DATA TO PROCESS

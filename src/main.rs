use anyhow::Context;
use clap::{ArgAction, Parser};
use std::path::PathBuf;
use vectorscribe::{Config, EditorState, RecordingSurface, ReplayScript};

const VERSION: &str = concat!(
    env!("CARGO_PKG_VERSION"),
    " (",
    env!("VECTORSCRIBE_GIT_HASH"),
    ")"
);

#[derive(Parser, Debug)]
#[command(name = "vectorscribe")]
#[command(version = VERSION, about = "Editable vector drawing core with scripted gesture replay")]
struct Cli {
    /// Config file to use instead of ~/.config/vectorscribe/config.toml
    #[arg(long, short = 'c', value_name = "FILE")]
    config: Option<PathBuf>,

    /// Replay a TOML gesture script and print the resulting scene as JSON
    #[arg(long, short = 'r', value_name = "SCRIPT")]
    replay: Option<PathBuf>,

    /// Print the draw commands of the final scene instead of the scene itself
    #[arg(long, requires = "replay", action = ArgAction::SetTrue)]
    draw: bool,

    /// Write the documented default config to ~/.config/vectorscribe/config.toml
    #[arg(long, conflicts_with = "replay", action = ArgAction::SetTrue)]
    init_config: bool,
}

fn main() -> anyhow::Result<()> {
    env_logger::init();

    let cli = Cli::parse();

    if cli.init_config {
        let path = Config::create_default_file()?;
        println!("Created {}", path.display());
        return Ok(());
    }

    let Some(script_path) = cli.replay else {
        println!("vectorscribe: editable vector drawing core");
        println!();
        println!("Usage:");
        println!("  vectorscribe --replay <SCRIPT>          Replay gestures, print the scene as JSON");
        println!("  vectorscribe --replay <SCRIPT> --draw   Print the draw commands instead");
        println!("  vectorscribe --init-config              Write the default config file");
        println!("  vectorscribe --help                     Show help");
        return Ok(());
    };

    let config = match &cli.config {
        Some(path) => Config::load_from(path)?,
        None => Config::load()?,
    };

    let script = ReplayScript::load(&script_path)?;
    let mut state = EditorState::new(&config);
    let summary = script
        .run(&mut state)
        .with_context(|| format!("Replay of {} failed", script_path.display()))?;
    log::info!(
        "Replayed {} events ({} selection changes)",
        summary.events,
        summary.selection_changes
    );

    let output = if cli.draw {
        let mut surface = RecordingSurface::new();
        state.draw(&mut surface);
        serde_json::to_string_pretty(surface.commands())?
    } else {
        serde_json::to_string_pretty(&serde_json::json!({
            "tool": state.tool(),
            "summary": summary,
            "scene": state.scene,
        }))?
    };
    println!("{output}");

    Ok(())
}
---
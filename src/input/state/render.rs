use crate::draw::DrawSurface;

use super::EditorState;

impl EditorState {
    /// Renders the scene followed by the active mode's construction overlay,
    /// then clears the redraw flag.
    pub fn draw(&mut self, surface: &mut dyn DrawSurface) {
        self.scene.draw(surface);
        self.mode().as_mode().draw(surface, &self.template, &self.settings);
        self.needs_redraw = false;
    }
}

WHAT NEEDS TO BE DONE
Whichever lines of the material hold the word "long", find and copy them.

SOLUTION TO THIS TASK
    #[arg(long, short = 'c', value_name = "FILE")]
    #[arg(long, short = 'r', value_name = "SCRIPT")]
    #[arg(long, requires = "replay", action = ArgAction::SetTrue)]
    #[arg(long, conflicts_with = "replay", action = ArgAction::SetTrue)]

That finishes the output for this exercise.